• **The problem**: Could you filter the records below and keep only the lines with the word "infra"?

[Stored data entries]
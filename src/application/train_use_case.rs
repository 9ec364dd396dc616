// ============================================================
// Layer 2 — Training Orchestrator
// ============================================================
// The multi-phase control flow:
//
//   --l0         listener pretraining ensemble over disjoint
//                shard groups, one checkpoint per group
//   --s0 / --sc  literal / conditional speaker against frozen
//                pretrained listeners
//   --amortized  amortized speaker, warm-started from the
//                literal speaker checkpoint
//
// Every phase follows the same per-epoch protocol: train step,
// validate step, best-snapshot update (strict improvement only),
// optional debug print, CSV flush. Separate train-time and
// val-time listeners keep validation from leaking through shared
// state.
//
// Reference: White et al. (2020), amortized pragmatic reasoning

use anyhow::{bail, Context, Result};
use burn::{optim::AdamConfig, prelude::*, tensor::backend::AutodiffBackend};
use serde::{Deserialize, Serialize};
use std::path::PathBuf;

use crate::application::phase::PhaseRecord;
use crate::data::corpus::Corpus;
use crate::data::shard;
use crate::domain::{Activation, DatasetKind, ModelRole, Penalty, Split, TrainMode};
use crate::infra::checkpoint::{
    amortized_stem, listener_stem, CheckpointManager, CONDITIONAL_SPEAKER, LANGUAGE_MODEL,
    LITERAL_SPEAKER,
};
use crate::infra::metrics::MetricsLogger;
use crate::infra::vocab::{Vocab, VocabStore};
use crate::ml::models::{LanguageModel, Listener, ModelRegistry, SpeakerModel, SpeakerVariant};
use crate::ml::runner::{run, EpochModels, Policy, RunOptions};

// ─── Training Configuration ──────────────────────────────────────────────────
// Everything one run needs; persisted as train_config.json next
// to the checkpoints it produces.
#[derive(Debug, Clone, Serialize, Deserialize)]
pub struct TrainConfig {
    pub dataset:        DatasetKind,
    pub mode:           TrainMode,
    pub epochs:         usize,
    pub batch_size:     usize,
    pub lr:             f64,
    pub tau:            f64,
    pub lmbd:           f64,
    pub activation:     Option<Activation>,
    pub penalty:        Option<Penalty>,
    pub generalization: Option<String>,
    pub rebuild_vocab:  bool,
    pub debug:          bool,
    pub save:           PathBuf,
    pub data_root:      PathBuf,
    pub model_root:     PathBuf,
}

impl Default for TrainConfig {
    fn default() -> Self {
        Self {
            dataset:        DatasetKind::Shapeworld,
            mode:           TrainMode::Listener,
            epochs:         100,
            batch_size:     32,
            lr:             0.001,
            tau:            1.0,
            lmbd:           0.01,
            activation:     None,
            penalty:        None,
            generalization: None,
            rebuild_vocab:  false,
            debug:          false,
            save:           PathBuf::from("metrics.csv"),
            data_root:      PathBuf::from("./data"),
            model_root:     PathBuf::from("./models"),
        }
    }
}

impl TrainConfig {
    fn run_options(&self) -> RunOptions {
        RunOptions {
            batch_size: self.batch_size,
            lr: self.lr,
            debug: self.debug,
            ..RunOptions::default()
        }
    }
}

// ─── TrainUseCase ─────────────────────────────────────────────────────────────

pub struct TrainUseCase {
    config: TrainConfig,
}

• **Completed exercise**:
use crate::infra::checkpoint::{
use crate::infra::metrics::MetricsLogger;
use crate::infra::vocab::{Vocab, VocabStore};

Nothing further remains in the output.